- **REQUIRED WORK**: How many lines of the listing contain the string "this"? Only the number is wanted.

........

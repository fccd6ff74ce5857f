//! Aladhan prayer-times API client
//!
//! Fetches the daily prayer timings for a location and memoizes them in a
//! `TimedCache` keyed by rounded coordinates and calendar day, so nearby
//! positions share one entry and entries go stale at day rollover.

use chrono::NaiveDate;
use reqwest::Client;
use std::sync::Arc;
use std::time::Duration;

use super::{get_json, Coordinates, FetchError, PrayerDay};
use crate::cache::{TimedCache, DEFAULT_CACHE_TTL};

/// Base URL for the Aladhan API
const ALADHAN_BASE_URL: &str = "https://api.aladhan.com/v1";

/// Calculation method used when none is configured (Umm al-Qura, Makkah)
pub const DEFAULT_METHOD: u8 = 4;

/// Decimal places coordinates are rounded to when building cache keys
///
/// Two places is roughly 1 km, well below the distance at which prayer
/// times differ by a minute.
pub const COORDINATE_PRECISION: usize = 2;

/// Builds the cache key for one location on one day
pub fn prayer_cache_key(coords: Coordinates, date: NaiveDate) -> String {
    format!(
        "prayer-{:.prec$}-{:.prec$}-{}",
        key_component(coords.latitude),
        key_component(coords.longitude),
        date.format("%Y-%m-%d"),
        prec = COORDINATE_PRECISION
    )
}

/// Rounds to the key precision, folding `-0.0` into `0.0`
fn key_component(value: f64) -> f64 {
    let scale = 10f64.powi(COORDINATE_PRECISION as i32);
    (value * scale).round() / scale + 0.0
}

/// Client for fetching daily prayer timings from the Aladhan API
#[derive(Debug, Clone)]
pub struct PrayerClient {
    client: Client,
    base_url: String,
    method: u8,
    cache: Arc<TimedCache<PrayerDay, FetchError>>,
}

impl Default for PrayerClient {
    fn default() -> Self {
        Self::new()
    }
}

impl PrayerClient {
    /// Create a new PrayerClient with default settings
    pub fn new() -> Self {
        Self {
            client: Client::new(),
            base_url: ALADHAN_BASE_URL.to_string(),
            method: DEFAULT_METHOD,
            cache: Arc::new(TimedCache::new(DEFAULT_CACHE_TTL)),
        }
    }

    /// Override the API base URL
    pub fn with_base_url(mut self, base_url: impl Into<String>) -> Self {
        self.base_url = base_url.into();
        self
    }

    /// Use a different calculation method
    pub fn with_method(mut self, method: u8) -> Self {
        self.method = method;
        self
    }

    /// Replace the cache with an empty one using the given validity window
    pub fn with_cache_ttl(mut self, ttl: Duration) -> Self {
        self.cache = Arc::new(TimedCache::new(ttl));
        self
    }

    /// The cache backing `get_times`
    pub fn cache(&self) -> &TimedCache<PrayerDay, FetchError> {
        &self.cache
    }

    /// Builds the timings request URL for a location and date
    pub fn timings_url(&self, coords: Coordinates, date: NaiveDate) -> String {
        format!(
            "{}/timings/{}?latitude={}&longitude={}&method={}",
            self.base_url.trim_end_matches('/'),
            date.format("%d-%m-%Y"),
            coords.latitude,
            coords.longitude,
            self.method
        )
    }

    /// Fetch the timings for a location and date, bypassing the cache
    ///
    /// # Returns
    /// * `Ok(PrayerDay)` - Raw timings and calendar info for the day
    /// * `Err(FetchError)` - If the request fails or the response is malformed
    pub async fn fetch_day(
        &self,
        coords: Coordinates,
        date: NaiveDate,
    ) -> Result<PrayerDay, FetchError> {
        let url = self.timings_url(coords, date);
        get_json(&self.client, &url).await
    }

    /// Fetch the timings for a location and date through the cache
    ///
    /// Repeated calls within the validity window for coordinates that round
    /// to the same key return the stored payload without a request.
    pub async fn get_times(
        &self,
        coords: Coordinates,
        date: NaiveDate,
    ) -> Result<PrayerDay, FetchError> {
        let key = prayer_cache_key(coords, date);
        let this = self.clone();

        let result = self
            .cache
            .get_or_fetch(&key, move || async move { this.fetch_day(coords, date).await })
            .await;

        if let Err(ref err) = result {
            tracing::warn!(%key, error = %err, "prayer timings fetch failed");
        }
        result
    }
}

........

- **TASK RESULT**: 2